What this task involves » Write out every record below exactly, so that nothing differs from what is shown.

++++ Data listing ++++

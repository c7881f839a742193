#[cfg(test)]
#[path = "../../../../tests/unit/solver/search/local/or_opt_test.rs"]
mod or_opt_test;

use super::*;
use crate::solver::state::sequence_cost;

/// A local search operator which moves an edge (two consecutive jobs) to another route
/// at a given rank. This is the move which carries a pickup-delivery pair across routes.
pub struct OrOpt {
    /// Source vehicle rank.
    pub s_vehicle: usize,
    /// Source edge position.
    pub s_rank: usize,
    /// Target vehicle rank.
    pub t_vehicle: usize,
    /// Target insertion position.
    pub t_rank: usize,
}

impl<R: RouteMut> LocalOperator<R> for OrOpt {
    fn compute_gain(&self, ctx: &SearchContext<R>) -> Cost {
        let problem = ctx.problem;
        let source = ctx.routes[self.s_vehicle].raw();
        let target = ctx.routes[self.t_vehicle].raw();

        let first = problem.jobs[source.jobs[self.s_rank]].location;
        let second = problem.jobs[source.jobs[self.s_rank + 1]].location;

        ctx.state.edge_gains[self.s_vehicle][self.s_rank]
            - add_cost_edge(problem, target, first, second, self.t_rank)
    }

    fn is_valid(&self, ctx: &SearchContext<R>) -> bool {
        let source = &ctx.routes[self.s_vehicle];
        let target = &ctx.routes[self.t_vehicle];
        let edge = [source.raw().jobs[self.s_rank], source.raw().jobs[self.s_rank + 1]];

        is_pair_closed(ctx.problem, &edge)
            && vehicle_ok_with_all(ctx.problem, self.t_vehicle, &edge)
            && target.raw().is_valid_range_content(ctx.problem, self.t_rank, self.t_rank, &edge)
            && target.is_valid_replacement(ctx.problem, self.t_rank, self.t_rank, &edge)
            && source.is_valid_replacement(ctx.problem, self.s_rank, self.s_rank + 2, &[])
    }

    fn apply(&self, problem: &Problem, routes: &mut [R]) {
        let edge = [
            routes[self.s_vehicle].raw().jobs[self.s_rank],
            routes[self.s_vehicle].raw().jobs[self.s_rank + 1],
        ];

        routes[self.s_vehicle].replace(problem, self.s_rank, self.s_rank + 2, &[]);
        routes[self.t_vehicle].replace(problem, self.t_rank, self.t_rank, &edge);
    }

    fn key(&self) -> MoveKey {
        (self.s_vehicle, self.s_rank, self.t_vehicle, self.t_rank)
    }

    fn touched(&self) -> (usize, usize) {
        (self.s_vehicle, self.t_vehicle)
    }
}

/// A local search operator which moves an edge within its route. The target rank
/// addresses the position after removal.
pub struct IntraOrOpt {
    /// Vehicle rank.
    pub vehicle: usize,
    /// Source edge position.
    pub s_rank: usize,
    /// Target position after removal.
    pub t_rank: usize,
}

impl IntraOrOpt {
    fn new_sequence(&self, route: &RawRoute) -> Vec<usize> {
        let mut jobs = route.jobs.clone();
        let second = jobs.remove(self.s_rank + 1);
        let first = jobs.remove(self.s_rank);
        jobs.insert(self.t_rank, second);
        jobs.insert(self.t_rank, first);

        jobs
    }

    /// Positions outside `min(s, t)..max(s, t) + 2` are untouched by the edge move.
    fn affected_span(&self) -> (usize, usize) {
        (self.s_rank.min(self.t_rank), self.s_rank.max(self.t_rank) + 2)
    }
}

impl<R: RouteMut> LocalOperator<R> for IntraOrOpt {
    fn compute_gain(&self, ctx: &SearchContext<R>) -> Cost {
        let route = ctx.routes[self.vehicle].raw();
        let vehicle = &ctx.problem.vehicles[self.vehicle];
        let jobs = self.new_sequence(route);

        ctx.state.route_costs[self.vehicle]
            - sequence_cost(
                ctx.problem,
                vehicle.start,
                vehicle.end,
                jobs.iter().map(|&job| ctx.problem.jobs[job].location),
            )
    }

    fn is_valid(&self, ctx: &SearchContext<R>) -> bool {
        let route = &ctx.routes[self.vehicle];
        let jobs = self.new_sequence(route.raw());
        let (first, last) = self.affected_span();
        let span = &jobs[first..last];

        is_order_preserved(ctx.problem, span)
            && route.raw().is_valid_range_content(ctx.problem, first, last, span)
            && route.is_valid_replacement(ctx.problem, first, last, span)
    }

    fn apply(&self, problem: &Problem, routes: &mut [R]) {
        let jobs = self.new_sequence(routes[self.vehicle].raw());
        let (first, last) = self.affected_span();

        routes[self.vehicle].replace(problem, first, last, &jobs[first..last]);
    }

    fn key(&self) -> MoveKey {
        (self.vehicle, self.s_rank, self.vehicle, self.t_rank)
    }

    fn touched(&self) -> (usize, usize) {
        (self.vehicle, self.vehicle)
    }
}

++++

Output for this task »
repository c7881f839a742193
#[cfg(test)]
#[path = "../../../../tests/unit/solver/search/local/or_opt_test.rs"]
mod or_opt_test;

use super::*;
use crate::solver::state::sequence_cost;

/// A local search operator which moves an edge (two consecutive jobs) to another route
/// at a given rank. This is the move which carries a pickup-delivery pair across routes.
pub struct OrOpt {
    /// Source vehicle rank.
    pub s_vehicle: usize,
    /// Source edge position.
    pub s_rank: usize,
    /// Target vehicle rank.
    pub t_vehicle: usize,
    /// Target insertion position.
    pub t_rank: usize,
}

impl<R: RouteMut> LocalOperator<R> for OrOpt {
    fn compute_gain(&self, ctx: &SearchContext<R>) -> Cost {
        let problem = ctx.problem;
        let source = ctx.routes[self.s_vehicle].raw();
        let target = ctx.routes[self.t_vehicle].raw();

        let first = problem.jobs[source.jobs[self.s_rank]].location;
        let second = problem.jobs[source.jobs[self.s_rank + 1]].location;

        ctx.state.edge_gains[self.s_vehicle][self.s_rank]
            - add_cost_edge(problem, target, first, second, self.t_rank)
    }

    fn is_valid(&self, ctx: &SearchContext<R>) -> bool {
        let source = &ctx.routes[self.s_vehicle];
        let target = &ctx.routes[self.t_vehicle];
        let edge = [source.raw().jobs[self.s_rank], source.raw().jobs[self.s_rank + 1]];

        is_pair_closed(ctx.problem, &edge)
            && vehicle_ok_with_all(ctx.problem, self.t_vehicle, &edge)
            && target.raw().is_valid_range_content(ctx.problem, self.t_rank, self.t_rank, &edge)
            && target.is_valid_replacement(ctx.problem, self.t_rank, self.t_rank, &edge)
            && source.is_valid_replacement(ctx.problem, self.s_rank, self.s_rank + 2, &[])
    }

    fn apply(&self, problem: &Problem, routes: &mut [R]) {
        let edge = [
            routes[self.s_vehicle].raw().jobs[self.s_rank],
            routes[self.s_vehicle].raw().jobs[self.s_rank + 1],
        ];

        routes[self.s_vehicle].replace(problem, self.s_rank, self.s_rank + 2, &[]);
        routes[self.t_vehicle].replace(problem, self.t_rank, self.t_rank, &edge);
    }

    fn key(&self) -> MoveKey {
        (self.s_vehicle, self.s_rank, self.t_vehicle, self.t_rank)
    }

    fn touched(&self) -> (usize, usize) {
        (self.s_vehicle, self.t_vehicle)
    }
}

/// A local search operator which moves an edge within its route. The target rank
/// addresses the position after removal.
pub struct IntraOrOpt {
    /// Vehicle rank.
    pub vehicle: usize,
    /// Source edge position.
    pub s_rank: usize,
    /// Target position after removal.
    pub t_rank: usize,
}

impl IntraOrOpt {
    fn new_sequence(&self, route: &RawRoute) -> Vec<usize> {
        let mut jobs = route.jobs.clone();
        let second = jobs.remove(self.s_rank + 1);
        let first = jobs.remove(self.s_rank);
        jobs.insert(self.t_rank, second);
        jobs.insert(self.t_rank, first);

        jobs
    }

    /// Positions outside `min(s, t)..max(s, t) + 2` are untouched by the edge move.
    fn affected_span(&self) -> (usize, usize) {
        (self.s_rank.min(self.t_rank), self.s_rank.max(self.t_rank) + 2)
    }
}

impl<R: RouteMut> LocalOperator<R> for IntraOrOpt {
    fn compute_gain(&self, ctx: &SearchContext<R>) -> Cost {
        let route = ctx.routes[self.vehicle].raw();
        let vehicle = &ctx.problem.vehicles[self.vehicle];
        let jobs = self.new_sequence(route);

        ctx.state.route_costs[self.vehicle]
            - sequence_cost(
                ctx.problem,
                vehicle.start,
                vehicle.end,
                jobs.iter().map(|&job| ctx.problem.jobs[job].location),
            )
    }

    fn is_valid(&self, ctx: &SearchContext<R>) -> bool {
        let route = &ctx.routes[self.vehicle];
        let jobs = self.new_sequence(route.raw());
        let (first, last) = self.affected_span();
        let span = &jobs[first..last];

        is_order_preserved(ctx.problem, span)
            && route.raw().is_valid_range_content(ctx.problem, first, last, span)
            && route.is_valid_replacement(ctx.problem, first, last, span)
    }

    fn apply(&self, problem: &Problem, routes: &mut [R]) {
        let jobs = self.new_sequence(routes[self.vehicle].raw());
        let (first, last) = self.affected_span();

        routes[self.vehicle].replace(problem, first, last, &jobs[first..last]);
    }

    fn key(&self) -> MoveKey {
        (self.vehicle, self.s_rank, self.vehicle, self.t_rank)
    }

    fn touched(&self) -> (usize, usize) {
        (self.vehicle, self.vehicle)
    }
}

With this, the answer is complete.